(Dataset records Opens)

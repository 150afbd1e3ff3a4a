//! The card-pair generator.
//!
//! Produces one round's two cards with the core guarantee of the game:
//! the cards intersect in exactly one symbol, and that symbol is reported
//! as the match. The construction makes a second intersection impossible
//! rather than checking for it — the distractor halves are drawn disjoint.

use rand::seq::SliceRandom;
use rand::Rng;
use serde::{Deserialize, Serialize};

use crate::{Catalog, GameError};

/// Default number of symbols per card.
pub const CARD_SIZE: usize = 8;

/// An ordered sequence of distinct symbol values shown to one participant.
#[derive(Debug, Clone, PartialEq, Eq, Serialize, Deserialize)]
#[serde(transparent)]
pub struct Card(Vec<String>);

impl Card {
    /// The card's symbols in display order.
    pub fn symbols(&self) -> &[String] {
        &self.0
    }

    /// Number of symbols on the card.
    pub fn len(&self) -> usize {
        self.0.len()
    }

    /// Whether the card is empty.
    pub fn is_empty(&self) -> bool {
        self.0.is_empty()
    }

    /// Whether the card carries the given symbol (exact value match).
    pub fn contains(&self, symbol: &str) -> bool {
        self.0.iter().any(|s| s == symbol)
    }
}

/// One round's generated cards and their single shared symbol.
#[derive(Debug, Clone, PartialEq, Eq)]
pub struct CardPair {
    pub card_a: Card,
    pub card_b: Card,
    pub match_symbol: String,
}

/// Generates a card pair sharing exactly one symbol.
///
/// Algorithm:
/// 1. Choose the match symbol uniformly from the catalog.
/// 2. Draw `2 * (card_size - 1)` distinct distractors uniformly without
///    replacement from the rest of the catalog.
/// 3. Card A gets the match plus the first half of the distractors, card B
///    the match plus the second half. The halves are disjoint, so the
///    cards cannot intersect anywhere but the match.
/// 4. Shuffle each card's display order so the match position gives
///    nothing away.
///
/// Fails with [`GameError::CatalogTooSmall`] when the catalog cannot
/// supply enough distinct symbols, and [`GameError::InvalidCardSize`]
/// for a zero card size. Stateless — safe to call every round with a
/// fresh or shared `Rng`.
pub fn generate_pair<R: Rng + ?Sized>(
    catalog: &Catalog,
    card_size: usize,
    rng: &mut R,
) -> Result<CardPair, GameError> {
    catalog.check_card_size(card_size)?;

    let match_idx = rng.random_range(0..catalog.len());
    let match_symbol = catalog.symbol(match_idx).to_string();

    // Sample distractor indices from the catalog minus the match symbol:
    // draw from a range one shorter and shift past the match index.
    let picks =
        rand::seq::index::sample(rng, catalog.len() - 1, 2 * (card_size - 1));
    let mut distractors: Vec<String> = picks
        .iter()
        .map(|i| {
            let i = if i >= match_idx { i + 1 } else { i };
            catalog.symbol(i).to_string()
        })
        .collect();

    let second_half = distractors.split_off(card_size - 1);

    let mut card_a = distractors;
    card_a.push(match_symbol.clone());
    card_a.shuffle(rng);

    let mut card_b = second_half;
    card_b.push(match_symbol.clone());
    card_b.shuffle(rng);

    Ok(CardPair {
        card_a: Card(card_a),
        card_b: Card(card_b),
        match_symbol,
    })
}
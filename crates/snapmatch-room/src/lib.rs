//! Room lifecycle management for Snapmatch.
//!
//! Each room runs as an isolated Tokio task (actor model) that owns the
//! roster, scores, and the current round. All mutation — joins, guesses,
//! timer expiries — flows through the actor's command channel one message
//! at a time, which is what makes round resolution exactly-once under
//! concurrent guesses. Rooms are fully independent and run in parallel.
//!
//! # Key types
//!
//! - [`RoomRegistry`] — mints room codes, creates/removes rooms
//! - [`RoomHandle`] — send commands to a running room actor
//! - [`RoomPhase`] — lifecycle state machine (lobby → ready → playing → ended)
//! - [`GameConfig`] — catalog, card size, round timing
//! - [`Round`] — one timed challenge and its resolution state

mod config;
mod error;
mod registry;
mod room;
mod round;

pub use config::{GameConfig, RoomPhase};
pub use error::RoomError;
pub use registry::RoomRegistry;
pub use room::{spawn_room, JoinedPlayer, PlayerSender, RoomHandle, RoomInfo};
pub use round::{GuessOutcome, Round};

(Dataset records Closes)

- _What to produce_: Across all the records above, count the lines that contain "serde" and reply with only the number.

- _Solution to this problem_: 2